Leptin, a hormone that regulates appetite and energy expenditure, is increased in obese individuals, although these individuals often exhibit leptin resistance. Obesity is characterized by sleep/wake disturbances, such as excessive daytime sleepiness, increased REM sleep, increased nighttime arousals, and decreased percentage of total sleep time. Several studies have shown that short sleep duration is highly correlated with decreased leptin levels in both animal and human models. Arousal and rapid eye movement (REM) sleep are regulated by the cholinergic arm of the reticular activating system, the pedunculopontine nucleus (PPN). The goal of this project was to determine the role of leptin in the PPN, and thus in obesity-related sleep disorders. Whole-cell patch-clamp recordings were conducted on PPN neurons in 9- to 17-day-old rat brainstem slices.
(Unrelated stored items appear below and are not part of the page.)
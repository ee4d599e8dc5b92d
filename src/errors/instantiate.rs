use alloc::boxed::Box;

use super::resolve::ResolveErrorKind;

/// Error returned by a factory.
///
/// A nested resolution failure keeps its own kind, so `?` on [`crate::Resolver::resolve`]
/// inside a factory surfaces the original [`ResolveErrorKind`] to the outer caller.
#[derive(thiserror::Error, Debug)]
pub enum InstantiateErrorKind {
    #[error(transparent)]
    Resolve(Box<ResolveErrorKind>),
    #[error(transparent)]
    Custom(#[from] anyhow::Error),
}

impl From<ResolveErrorKind> for InstantiateErrorKind {
    fn from(err: ResolveErrorKind) -> Self {
        Self::Resolve(Box::new(err))
    }
}
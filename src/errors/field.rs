#[derive(thiserror::Error, Debug, PartialEq, Eq)]
pub enum FieldErrorKind {
    #[error("Field `{field}` of `{owner}` is lazily bound and read-only")]
    ReadOnlyField { owner: &'static str, field: &'static str },
}
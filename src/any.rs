use alloc::sync::Arc;
use core::{
    any::{type_name, Any, TypeId},
    cmp::Ordering,
};

#[derive(Debug, Clone, Copy)]
pub struct TypeInfo {
    pub name: &'static str,
    pub id: TypeId,
}

impl PartialEq for TypeInfo {
    fn eq(&self, other: &Self) -> bool {
        self.id == other.id
    }
}

impl Eq for TypeInfo {}

impl PartialOrd for TypeInfo {
    fn partial_cmp(&self, other: &Self) -> Option<Ordering> {
        Some(self.cmp(other))
    }
}

impl Ord for TypeInfo {
    fn cmp(&self, other: &Self) -> Ordering {
        self.id.cmp(&other.id)
    }
}

impl TypeInfo {
    #[inline]
    #[must_use]
    pub fn of<T>() -> Self
    where
        T: ?Sized + 'static,
    {
        Self {
            name: type_name::<T>(),
            id: TypeId::of::<T>(),
        }
    }

    #[inline]
    #[must_use]
    pub fn short_name(&self) -> &'static str {
        self.name.rsplit_once("::").map_or(self.name, |(_, name)| name)
    }
}

/// Type-erased instance as it is stored in caches and overrides
pub type AnyInstance = Arc<dyn Any + Send + Sync>;

#[cfg(test)]
mod tests {
    use super::TypeInfo;

    struct Logger;

    #[test]
    fn test_short_name() {
        let type_info = TypeInfo::of::<Logger>();

        assert_eq!(type_info.short_name(), "Logger");
        assert!(type_info.name.ends_with("::Logger"));
    }

    #[test]
    fn test_eq_by_id() {
        assert_eq!(TypeInfo::of::<Logger>(), TypeInfo::of::<Logger>());
        assert_ne!(TypeInfo::of::<Logger>(), TypeInfo::of::<u8>());
    }
}
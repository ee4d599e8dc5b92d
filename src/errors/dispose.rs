use alloc::{string::String, vec::Vec};

#[derive(thiserror::Error, Debug)]
pub enum FinalizeErrorKind {
    #[error(transparent)]
    Failed(#[from] anyhow::Error),
    #[error("Finalizer is async, the instance can only be finalized by async disposal")]
    RequiresAsync,
}

/// A single failure collected during disposal
#[derive(thiserror::Error, Debug)]
#[error("Finalizer of `{key}` in scope `{scope}` failed: {source}")]
pub struct Rejection {
    pub scope: String,
    pub key: &'static str,
    pub source: FinalizeErrorKind,
}

#[derive(thiserror::Error, Debug)]
pub enum DisposeErrorKind {
    /// Every failure of a disposal cascade, children first, in the order they happened
    #[error("Disposal finished with {} failed finalizer(s)", .rejections.len())]
    Aggregated { rejections: Vec<Rejection> },
}

impl DisposeErrorKind {
    #[inline]
    #[must_use]
    pub fn rejections(&self) -> &[Rejection] {
        match self {
            DisposeErrorKind::Aggregated { rejections } => rejections,
        }
    }

    #[inline]
    #[must_use]
    pub fn into_rejections(self) -> Vec<Rejection> {
        match self {
            DisposeErrorKind::Aggregated { rejections } => rejections,
        }
    }
}
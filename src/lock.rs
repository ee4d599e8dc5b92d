use alloc::{collections::BTreeMap, vec, vec::Vec};
use parking_lot::{lock_api::GetThreadId as _, Condvar, Mutex, RawThreadId};

use crate::{any::AnyInstance, errors::ResolveErrorKind};

type ThreadId = usize;
/// Caching scope address and key
type Slot = (usize, &'static str);

#[inline]
fn current_thread() -> ThreadId {
    RawThreadId.nonzero_thread_id().get()
}

#[derive(Default)]
struct ConstructionState {
    /// Keys under construction by each thread, outermost first
    stacks: BTreeMap<ThreadId, Vec<&'static str>>,
    /// Cache entries being built and the thread building them
    building: BTreeMap<Slot, ThreadId>,
    /// Slot each blocked thread waits for
    waiting: BTreeMap<ThreadId, Slot>,
}

impl ConstructionState {
    fn cycle_from_stack(&self, thread: ThreadId, key: &'static str) -> ResolveErrorKind {
        let stack = self.stacks.get(&thread).map(Vec::as_slice).unwrap_or_default();
        let mut path = match stack.iter().position(|in_flight| *in_flight == key) {
            Some(start) => stack[start..].to_vec(),
            None => vec![key],
        };
        path.push(key);
        ResolveErrorKind::CircularDependency { path }
    }

    /// Follows the wait chain starting at the builder of `slot`.
    /// Returns the cycle path if it leads back to `thread`.
    fn wait_cycle(&self, thread: ThreadId, slot: Slot) -> Option<ResolveErrorKind> {
        let mut path = vec![slot.1];
        let mut builder = *self.building.get(&slot)?;
        for _ in 0..=self.waiting.len() {
            if builder == thread {
                path.push(slot.1);
                return Some(ResolveErrorKind::CircularDependency { path });
            }
            let awaited = self.waiting.get(&builder)?;
            path.push(awaited.1);
            builder = *self.building.get(awaited)?;
        }
        None
    }
}

pub(crate) enum Claim<'a> {
    Cached(AnyInstance),
    Build(ClaimGuard<'a>),
}

/// Construction bookkeeping shared by every scope of a tree.
///
/// Tracks keys under construction per thread, so re-entering a key on the same thread is
/// reported as a cycle whatever path led there. A cache entry is built by one thread at a
/// time. Others wait for it, unless waiting would close a loop of threads waiting on each
/// other, which is a cycle too.
#[derive(Default)]
pub(crate) struct Constructions {
    state: Mutex<ConstructionState>,
    built: Condvar,
}

impl Constructions {
    /// Pushes the key on the current thread's stack, failing if it's already there
    pub(crate) fn enter(&self, key: &'static str) -> Result<EnterGuard<'_>, ResolveErrorKind> {
        let thread = current_thread();
        let mut state = self.state.lock();
        if state.stacks.get(&thread).is_some_and(|stack| stack.contains(&key)) {
            return Err(state.cycle_from_stack(thread, key));
        }
        state.stacks.entry(thread).or_default().push(key);
        Ok(EnterGuard { constructions: self, thread })
    }

    /// Returns the cached instance, or the right to build it once no other thread is building it.
    /// `cached` runs under the bookkeeping lock.
    pub(crate) fn claim(
        &self,
        slot: Slot,
        mut cached: impl FnMut() -> Result<Option<AnyInstance>, ResolveErrorKind>,
    ) -> Result<Claim<'_>, ResolveErrorKind> {
        let thread = current_thread();
        let mut state = self.state.lock();
        loop {
            if let Some(instance) = cached()? {
                return Ok(Claim::Cached(instance));
            }

            match state.building.get(&slot).copied() {
                None => {
                    state.building.insert(slot, thread);
                    return Ok(Claim::Build(ClaimGuard { constructions: self, slot }));
                }
                Some(builder) if builder == thread => return Err(state.cycle_from_stack(thread, slot.1)),
                Some(_) => {
                    if let Some(err) = state.wait_cycle(thread, slot) {
                        return Err(err);
                    }
                    state.waiting.insert(thread, slot);
                    self.built.wait(&mut state);
                    state.waiting.remove(&thread);
                }
            }
        }
    }
}

pub(crate) struct EnterGuard<'a> {
    constructions: &'a Constructions,
    thread: ThreadId,
}

impl Drop for EnterGuard<'_> {
    fn drop(&mut self) {
        let mut state = self.constructions.state.lock();
        if let Some(stack) = state.stacks.get_mut(&self.thread) {
            stack.pop();
            if stack.is_empty() {
                state.stacks.remove(&self.thread);
            }
        }
    }
}

/// Released once the instance is cached or its construction failed
pub(crate) struct ClaimGuard<'a> {
    constructions: &'a Constructions,
    slot: Slot,
}

impl Drop for ClaimGuard<'_> {
    fn drop(&mut self) {
        self.constructions.state.lock().building.remove(&self.slot);
        self.constructions.built.notify_all();
    }
}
Leptin decreased action potential (AP) amplitude, AP frequency, and h-current (I (H)). These findings suggest that leptin causes a blockade of Na+ channels. Therefore, we conducted an experiment to test the effects of leptin on Na+ conductance. To determine the average voltage dependence of this conductance, results from each cell were equally weighted by expressing conductance as a fraction of the maximum conductance in each cell. I (Na) amplitude was decreased in a dose-dependent manner, suggesting a direct effect of leptin on these channels. The average decrease in Na+ conductance by leptin was 40 %. We hypothesize that leptin normally decreases activity in the PPN by reducing I (H) and I (Na) currents, and that in states of leptin dysregulation (i.e., leptin resistance) this effect may be blunted, therefore causing increased arousal and REM sleep drive, and ultimately leading to sleep-related disorders.